# TASK REQUIREMENTS
Reproduce the line containing "dataset::save_model(&config.model_path, &model)?;" and every line after it through the end of the records. Include nothing else.

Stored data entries
== Segment start ==

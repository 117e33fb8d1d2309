mod config;
mod dataset;
mod errors;
mod extract;
mod routes;
mod screening;
mod state;

use std::net::SocketAddr;
use std::sync::Arc;

use anyhow::{bail, Result};
use tokio::sync::RwLock;
use tower_http::{cors::CorsLayer, trace::TraceLayer};
use tracing::info;
use tracing_subscriber::{layer::SubscriberExt, util::SubscriberInitExt, EnvFilter};

use crate::config::Config;
use crate::routes::build_router;
use crate::screening::catalog::Catalog;
use crate::screening::classifier::ClassifierModel;
use crate::screening::matcher::KeywordMatcher;
use crate::state::AppState;

#[tokio::main]
async fn main() -> Result<()> {
    // Load configuration first (env overrides the scoring policy defaults)
    let config = Config::from_env()?;

    // Initialize structured logging
    tracing_subscriber::registry()
        .with(EnvFilter::try_from_default_env().unwrap_or_else(|_| {
            EnvFilter::new(format!("{}={}", env!("CARGO_PKG_NAME"), &config.rust_log))
        }))
        .with(tracing_subscriber::fmt::layer())
        .init();

    info!("Starting screener API v{}", env!("CARGO_PKG_VERSION"));

    // Requirement catalog: immutable, shared read-only by every request
    let catalog = Arc::new(Catalog::builtin());
    info!("Catalog loaded: {} fields", catalog.fields().len());

    // Classifier model: load the persisted artifact, or train a fresh one
    let model = load_or_train_model(&config, &catalog)?;
    info!(
        "Classifier ready: trained at {}, vocabulary of {} terms",
        model.trained_at,
        model.vocabulary.len()
    );

    // Build app state
    let state = AppState {
        catalog,
        matcher: Arc::new(KeywordMatcher),
        model: Arc::new(RwLock::new(Arc::new(model))),
        config: config.clone(),
    };

    // Build router
    let app = build_router(state)
        .layer(TraceLayer::new_for_http())
        .layer(CorsLayer::permissive()); // TODO: tighten CORS in production

    let addr: SocketAddr = format!("0.0.0.0:{}", config.port).parse()?;
    info!("Listening on {addr}");

    let listener = tokio::net::TcpListener::bind(addr).await?;
    axum::serve(listener, app).await?;

    Ok(())
}

/// Loads the persisted model artifact, or trains one from the configured
/// dataset when no artifact exists yet. Refuses to start without either:
/// serving recommendations from an untrained classifier would silently
/// return zeros for everything.
fn load_or_train_model(config: &Config, catalog: &Catalog) -> Result<ClassifierModel> {
    if config.model_path.exists() {
        info!("Loading model artifact from {}", config.model_path.display());
        return dataset::load_model(&config.model_path);
    }

    if config.dataset_path.exists() {
        info!(
            "No model artifact found; training from {}",
            config.dataset_path.display()
        );
        let corpus = dataset::load_corpus(&config.dataset_path, catalog)?;
        let model = screening::trainer::train(&corpus, catalog)?;
        dataset::save_model(&config.model_path, &model)?;
        info!(
            "Trained on {} examples, artifact saved to {}",
            corpus.len(),
            config.model_path.display()
        );
        return Ok(model);
    }

    bail!(
        "no model artifact at '{}' and no training dataset at '{}'; supply one of them",
        config.model_path.display(),
        config.dataset_path.display()
    )
}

== Segment end ==

# WRITTEN SOLUTION
        dataset::save_model(&config.model_path, &model)?;
        info!(
            "Trained on {} examples, artifact saved to {}",
            corpus.len(),
            config.model_path.display()
        );
        return Ok(model);
    }

    bail!(
        "no model artifact at '{}' and no training dataset at '{}'; supply one of them",
        config.model_path.display(),
        config.dataset_path.display()
    )
}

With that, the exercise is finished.